- Problem requirements: Work out how many lines of the material below contain the word "NaiveDate", then write that number alone.

- Source records:
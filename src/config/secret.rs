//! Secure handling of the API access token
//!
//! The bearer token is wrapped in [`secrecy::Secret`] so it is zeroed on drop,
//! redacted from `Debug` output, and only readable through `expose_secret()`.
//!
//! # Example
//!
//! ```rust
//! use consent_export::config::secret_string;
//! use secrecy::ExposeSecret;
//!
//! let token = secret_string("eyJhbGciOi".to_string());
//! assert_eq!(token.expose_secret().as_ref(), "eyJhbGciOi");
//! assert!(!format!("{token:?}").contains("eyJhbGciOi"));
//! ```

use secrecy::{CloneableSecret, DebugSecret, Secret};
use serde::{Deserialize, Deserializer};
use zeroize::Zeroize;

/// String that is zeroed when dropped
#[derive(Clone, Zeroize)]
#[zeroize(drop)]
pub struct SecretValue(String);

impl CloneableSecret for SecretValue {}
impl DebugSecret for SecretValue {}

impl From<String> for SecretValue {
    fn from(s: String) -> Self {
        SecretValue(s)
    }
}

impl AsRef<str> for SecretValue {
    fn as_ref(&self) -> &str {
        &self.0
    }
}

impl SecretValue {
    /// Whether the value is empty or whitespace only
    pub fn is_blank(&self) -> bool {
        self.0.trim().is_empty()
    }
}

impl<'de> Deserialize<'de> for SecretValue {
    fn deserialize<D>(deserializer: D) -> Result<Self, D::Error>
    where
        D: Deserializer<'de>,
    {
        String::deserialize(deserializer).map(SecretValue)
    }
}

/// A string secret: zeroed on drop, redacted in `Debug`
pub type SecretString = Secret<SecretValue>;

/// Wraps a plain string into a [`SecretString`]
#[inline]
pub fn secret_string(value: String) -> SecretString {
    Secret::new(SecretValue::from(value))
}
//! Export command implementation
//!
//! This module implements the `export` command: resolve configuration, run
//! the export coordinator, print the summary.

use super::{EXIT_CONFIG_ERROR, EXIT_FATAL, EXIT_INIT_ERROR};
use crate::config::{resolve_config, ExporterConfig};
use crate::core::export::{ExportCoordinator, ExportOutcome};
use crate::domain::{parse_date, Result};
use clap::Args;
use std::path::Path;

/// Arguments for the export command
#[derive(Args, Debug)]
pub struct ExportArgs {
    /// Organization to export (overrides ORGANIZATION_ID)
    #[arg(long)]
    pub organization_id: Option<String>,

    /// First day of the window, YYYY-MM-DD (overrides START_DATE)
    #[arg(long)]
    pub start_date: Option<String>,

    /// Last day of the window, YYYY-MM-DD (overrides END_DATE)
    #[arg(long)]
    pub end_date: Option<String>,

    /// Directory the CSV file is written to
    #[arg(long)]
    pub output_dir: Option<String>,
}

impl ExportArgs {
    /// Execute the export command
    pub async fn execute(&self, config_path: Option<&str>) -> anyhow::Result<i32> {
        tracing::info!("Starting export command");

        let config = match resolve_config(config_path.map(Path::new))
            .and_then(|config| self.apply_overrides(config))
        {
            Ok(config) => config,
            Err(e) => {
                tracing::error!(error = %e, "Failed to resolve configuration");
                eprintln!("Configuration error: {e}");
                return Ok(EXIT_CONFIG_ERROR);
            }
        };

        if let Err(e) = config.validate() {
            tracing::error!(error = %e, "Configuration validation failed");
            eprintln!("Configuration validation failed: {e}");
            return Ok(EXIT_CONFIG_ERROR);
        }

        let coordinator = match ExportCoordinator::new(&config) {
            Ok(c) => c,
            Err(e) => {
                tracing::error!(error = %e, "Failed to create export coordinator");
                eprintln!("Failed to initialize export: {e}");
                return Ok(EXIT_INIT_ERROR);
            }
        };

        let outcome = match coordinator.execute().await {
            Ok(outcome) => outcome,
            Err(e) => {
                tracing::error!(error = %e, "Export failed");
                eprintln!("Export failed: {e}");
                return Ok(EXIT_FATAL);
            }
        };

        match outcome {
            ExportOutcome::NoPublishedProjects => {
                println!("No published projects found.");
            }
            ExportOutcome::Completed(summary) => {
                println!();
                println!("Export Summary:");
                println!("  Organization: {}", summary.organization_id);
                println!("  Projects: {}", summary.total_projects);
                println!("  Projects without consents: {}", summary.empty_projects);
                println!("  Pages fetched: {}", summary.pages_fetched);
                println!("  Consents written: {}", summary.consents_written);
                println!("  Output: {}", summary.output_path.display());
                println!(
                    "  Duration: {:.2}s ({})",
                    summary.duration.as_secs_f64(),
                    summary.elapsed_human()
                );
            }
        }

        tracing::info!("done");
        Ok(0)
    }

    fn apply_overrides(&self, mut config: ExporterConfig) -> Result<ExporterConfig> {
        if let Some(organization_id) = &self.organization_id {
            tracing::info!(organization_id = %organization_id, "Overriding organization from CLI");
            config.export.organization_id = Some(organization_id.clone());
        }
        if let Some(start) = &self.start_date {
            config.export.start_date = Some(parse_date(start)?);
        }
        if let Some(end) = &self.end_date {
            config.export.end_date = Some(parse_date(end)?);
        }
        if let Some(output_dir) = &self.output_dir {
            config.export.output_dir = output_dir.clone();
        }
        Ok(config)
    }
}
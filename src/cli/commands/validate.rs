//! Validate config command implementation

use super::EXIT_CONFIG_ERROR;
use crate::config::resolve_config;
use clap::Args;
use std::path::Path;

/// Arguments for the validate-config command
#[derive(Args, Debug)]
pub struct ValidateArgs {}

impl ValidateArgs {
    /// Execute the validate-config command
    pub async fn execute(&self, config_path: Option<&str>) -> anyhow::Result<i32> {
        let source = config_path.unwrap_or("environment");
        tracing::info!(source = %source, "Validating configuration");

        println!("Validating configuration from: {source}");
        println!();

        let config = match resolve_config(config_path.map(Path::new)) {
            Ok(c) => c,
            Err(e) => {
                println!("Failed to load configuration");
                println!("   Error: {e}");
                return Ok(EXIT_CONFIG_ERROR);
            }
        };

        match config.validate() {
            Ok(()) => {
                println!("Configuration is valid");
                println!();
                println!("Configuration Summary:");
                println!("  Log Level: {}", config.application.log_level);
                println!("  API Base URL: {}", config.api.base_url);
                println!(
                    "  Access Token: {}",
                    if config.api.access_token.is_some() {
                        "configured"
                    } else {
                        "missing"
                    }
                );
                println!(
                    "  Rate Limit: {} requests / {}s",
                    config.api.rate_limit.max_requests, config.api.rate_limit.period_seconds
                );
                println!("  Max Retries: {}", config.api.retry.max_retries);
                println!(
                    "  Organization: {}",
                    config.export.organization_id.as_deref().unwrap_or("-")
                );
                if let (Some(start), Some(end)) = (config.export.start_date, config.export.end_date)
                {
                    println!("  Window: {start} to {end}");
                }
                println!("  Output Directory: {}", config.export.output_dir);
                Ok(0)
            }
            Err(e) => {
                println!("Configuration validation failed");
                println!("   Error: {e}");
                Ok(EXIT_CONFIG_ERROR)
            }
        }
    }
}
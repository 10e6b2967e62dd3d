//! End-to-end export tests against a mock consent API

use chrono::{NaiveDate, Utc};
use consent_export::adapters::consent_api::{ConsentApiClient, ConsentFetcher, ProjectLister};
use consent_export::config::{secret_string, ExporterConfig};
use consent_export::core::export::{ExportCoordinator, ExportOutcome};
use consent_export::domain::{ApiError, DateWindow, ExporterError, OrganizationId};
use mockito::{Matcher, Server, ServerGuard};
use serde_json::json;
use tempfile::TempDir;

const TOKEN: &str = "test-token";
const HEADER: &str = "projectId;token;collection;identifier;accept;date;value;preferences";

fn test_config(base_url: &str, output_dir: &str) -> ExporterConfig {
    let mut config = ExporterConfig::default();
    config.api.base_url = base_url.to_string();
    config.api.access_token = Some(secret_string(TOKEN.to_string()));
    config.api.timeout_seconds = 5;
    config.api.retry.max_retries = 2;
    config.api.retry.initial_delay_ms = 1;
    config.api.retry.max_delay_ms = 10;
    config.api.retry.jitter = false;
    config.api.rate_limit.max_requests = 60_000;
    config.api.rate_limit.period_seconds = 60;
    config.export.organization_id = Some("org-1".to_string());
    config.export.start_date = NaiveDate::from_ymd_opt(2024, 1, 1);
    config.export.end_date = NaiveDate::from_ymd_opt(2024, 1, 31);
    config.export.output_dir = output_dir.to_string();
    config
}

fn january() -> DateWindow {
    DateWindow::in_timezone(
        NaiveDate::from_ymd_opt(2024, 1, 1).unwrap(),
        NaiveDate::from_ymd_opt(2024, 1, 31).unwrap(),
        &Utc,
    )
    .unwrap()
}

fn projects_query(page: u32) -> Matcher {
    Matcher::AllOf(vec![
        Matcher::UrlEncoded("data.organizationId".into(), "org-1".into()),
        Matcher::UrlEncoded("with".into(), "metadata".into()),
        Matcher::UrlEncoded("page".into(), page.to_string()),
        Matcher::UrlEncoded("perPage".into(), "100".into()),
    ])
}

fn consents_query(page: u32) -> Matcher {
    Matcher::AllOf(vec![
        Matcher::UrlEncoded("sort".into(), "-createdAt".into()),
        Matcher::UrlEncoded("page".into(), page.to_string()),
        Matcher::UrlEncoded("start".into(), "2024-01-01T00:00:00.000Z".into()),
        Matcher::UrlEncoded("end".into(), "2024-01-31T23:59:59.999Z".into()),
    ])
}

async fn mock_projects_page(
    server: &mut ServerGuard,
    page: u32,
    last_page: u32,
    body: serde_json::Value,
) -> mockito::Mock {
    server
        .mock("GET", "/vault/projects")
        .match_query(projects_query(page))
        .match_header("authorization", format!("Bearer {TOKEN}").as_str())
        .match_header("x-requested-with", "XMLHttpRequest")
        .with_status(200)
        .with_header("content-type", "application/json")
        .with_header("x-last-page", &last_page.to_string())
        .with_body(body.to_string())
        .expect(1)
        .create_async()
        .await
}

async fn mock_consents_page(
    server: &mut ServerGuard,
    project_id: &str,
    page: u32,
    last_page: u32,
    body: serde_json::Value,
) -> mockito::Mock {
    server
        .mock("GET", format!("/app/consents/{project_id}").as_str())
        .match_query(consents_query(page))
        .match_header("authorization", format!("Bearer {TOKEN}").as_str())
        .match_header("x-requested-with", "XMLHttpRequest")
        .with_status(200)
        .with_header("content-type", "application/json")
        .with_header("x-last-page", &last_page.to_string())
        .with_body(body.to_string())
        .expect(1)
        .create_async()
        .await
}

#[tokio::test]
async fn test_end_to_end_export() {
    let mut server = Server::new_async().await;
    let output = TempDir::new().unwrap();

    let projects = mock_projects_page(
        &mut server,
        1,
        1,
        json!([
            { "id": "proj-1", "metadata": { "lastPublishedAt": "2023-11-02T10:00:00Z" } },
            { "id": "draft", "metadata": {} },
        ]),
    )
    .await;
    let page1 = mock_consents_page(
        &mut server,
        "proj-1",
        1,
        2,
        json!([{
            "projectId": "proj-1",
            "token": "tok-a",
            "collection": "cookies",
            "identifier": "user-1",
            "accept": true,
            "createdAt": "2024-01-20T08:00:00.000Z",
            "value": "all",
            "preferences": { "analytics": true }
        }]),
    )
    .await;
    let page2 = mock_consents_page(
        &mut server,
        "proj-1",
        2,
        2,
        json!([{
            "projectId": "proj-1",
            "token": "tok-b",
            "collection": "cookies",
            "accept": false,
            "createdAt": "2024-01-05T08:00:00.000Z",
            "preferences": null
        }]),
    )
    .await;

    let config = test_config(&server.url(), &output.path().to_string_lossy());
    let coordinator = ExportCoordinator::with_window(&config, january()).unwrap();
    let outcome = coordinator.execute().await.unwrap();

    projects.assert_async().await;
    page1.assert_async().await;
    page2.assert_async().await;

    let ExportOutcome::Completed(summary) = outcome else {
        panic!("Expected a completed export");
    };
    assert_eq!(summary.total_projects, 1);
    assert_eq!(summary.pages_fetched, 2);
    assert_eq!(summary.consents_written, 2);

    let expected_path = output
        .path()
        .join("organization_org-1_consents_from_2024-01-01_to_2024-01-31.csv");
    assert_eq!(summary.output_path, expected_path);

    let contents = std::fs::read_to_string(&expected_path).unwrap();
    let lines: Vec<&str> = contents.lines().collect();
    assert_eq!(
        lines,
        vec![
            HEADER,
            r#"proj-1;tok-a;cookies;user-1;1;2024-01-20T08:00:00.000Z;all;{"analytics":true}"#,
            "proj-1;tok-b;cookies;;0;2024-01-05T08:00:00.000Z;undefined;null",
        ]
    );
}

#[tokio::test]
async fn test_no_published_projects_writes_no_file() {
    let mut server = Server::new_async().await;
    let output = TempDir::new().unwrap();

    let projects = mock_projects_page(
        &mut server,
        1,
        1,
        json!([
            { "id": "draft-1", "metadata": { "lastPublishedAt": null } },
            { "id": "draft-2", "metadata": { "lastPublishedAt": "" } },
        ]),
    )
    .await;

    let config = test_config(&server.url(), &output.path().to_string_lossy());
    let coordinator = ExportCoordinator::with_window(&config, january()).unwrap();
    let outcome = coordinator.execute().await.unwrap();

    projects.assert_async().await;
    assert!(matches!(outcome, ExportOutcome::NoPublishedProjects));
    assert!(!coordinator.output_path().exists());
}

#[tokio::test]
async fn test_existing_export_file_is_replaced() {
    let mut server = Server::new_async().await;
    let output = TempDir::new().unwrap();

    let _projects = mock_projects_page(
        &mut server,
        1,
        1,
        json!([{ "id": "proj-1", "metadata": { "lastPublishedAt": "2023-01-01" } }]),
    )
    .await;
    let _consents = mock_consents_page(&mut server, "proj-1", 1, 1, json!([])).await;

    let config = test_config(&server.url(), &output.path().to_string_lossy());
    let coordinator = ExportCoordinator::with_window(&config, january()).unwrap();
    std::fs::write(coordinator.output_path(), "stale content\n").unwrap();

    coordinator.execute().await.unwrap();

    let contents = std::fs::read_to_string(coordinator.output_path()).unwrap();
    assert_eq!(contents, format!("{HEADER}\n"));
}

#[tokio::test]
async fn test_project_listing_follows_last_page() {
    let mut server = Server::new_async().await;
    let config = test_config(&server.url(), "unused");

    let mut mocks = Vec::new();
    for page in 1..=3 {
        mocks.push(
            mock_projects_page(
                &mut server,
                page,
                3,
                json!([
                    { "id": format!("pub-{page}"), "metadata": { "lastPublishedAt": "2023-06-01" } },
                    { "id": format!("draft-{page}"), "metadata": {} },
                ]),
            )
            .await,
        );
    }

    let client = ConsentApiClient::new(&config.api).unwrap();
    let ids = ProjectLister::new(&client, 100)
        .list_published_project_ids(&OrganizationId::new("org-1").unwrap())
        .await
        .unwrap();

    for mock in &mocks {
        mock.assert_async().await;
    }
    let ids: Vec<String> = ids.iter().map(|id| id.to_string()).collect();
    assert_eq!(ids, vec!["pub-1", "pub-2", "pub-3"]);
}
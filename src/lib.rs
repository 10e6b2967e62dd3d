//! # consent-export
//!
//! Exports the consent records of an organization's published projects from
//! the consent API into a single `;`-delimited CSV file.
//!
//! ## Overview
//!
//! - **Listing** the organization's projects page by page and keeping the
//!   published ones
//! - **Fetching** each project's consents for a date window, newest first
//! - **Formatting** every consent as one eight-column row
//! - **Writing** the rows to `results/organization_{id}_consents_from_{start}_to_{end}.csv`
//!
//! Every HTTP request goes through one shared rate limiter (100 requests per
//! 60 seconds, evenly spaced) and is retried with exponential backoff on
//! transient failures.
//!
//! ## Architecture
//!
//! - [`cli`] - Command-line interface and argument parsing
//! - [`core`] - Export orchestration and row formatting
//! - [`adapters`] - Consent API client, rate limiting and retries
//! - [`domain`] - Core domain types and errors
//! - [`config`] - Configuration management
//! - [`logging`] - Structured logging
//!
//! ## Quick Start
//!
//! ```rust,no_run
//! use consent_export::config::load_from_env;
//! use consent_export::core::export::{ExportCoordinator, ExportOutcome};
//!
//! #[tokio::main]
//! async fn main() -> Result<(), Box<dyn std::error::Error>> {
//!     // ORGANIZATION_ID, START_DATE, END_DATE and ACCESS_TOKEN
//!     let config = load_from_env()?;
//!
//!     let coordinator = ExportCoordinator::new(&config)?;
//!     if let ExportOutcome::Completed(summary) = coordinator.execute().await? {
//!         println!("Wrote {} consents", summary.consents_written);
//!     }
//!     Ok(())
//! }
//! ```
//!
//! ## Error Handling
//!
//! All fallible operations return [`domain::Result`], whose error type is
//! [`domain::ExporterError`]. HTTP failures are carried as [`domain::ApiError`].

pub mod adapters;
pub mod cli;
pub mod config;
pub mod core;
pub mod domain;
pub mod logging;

- Response to this exercise: 5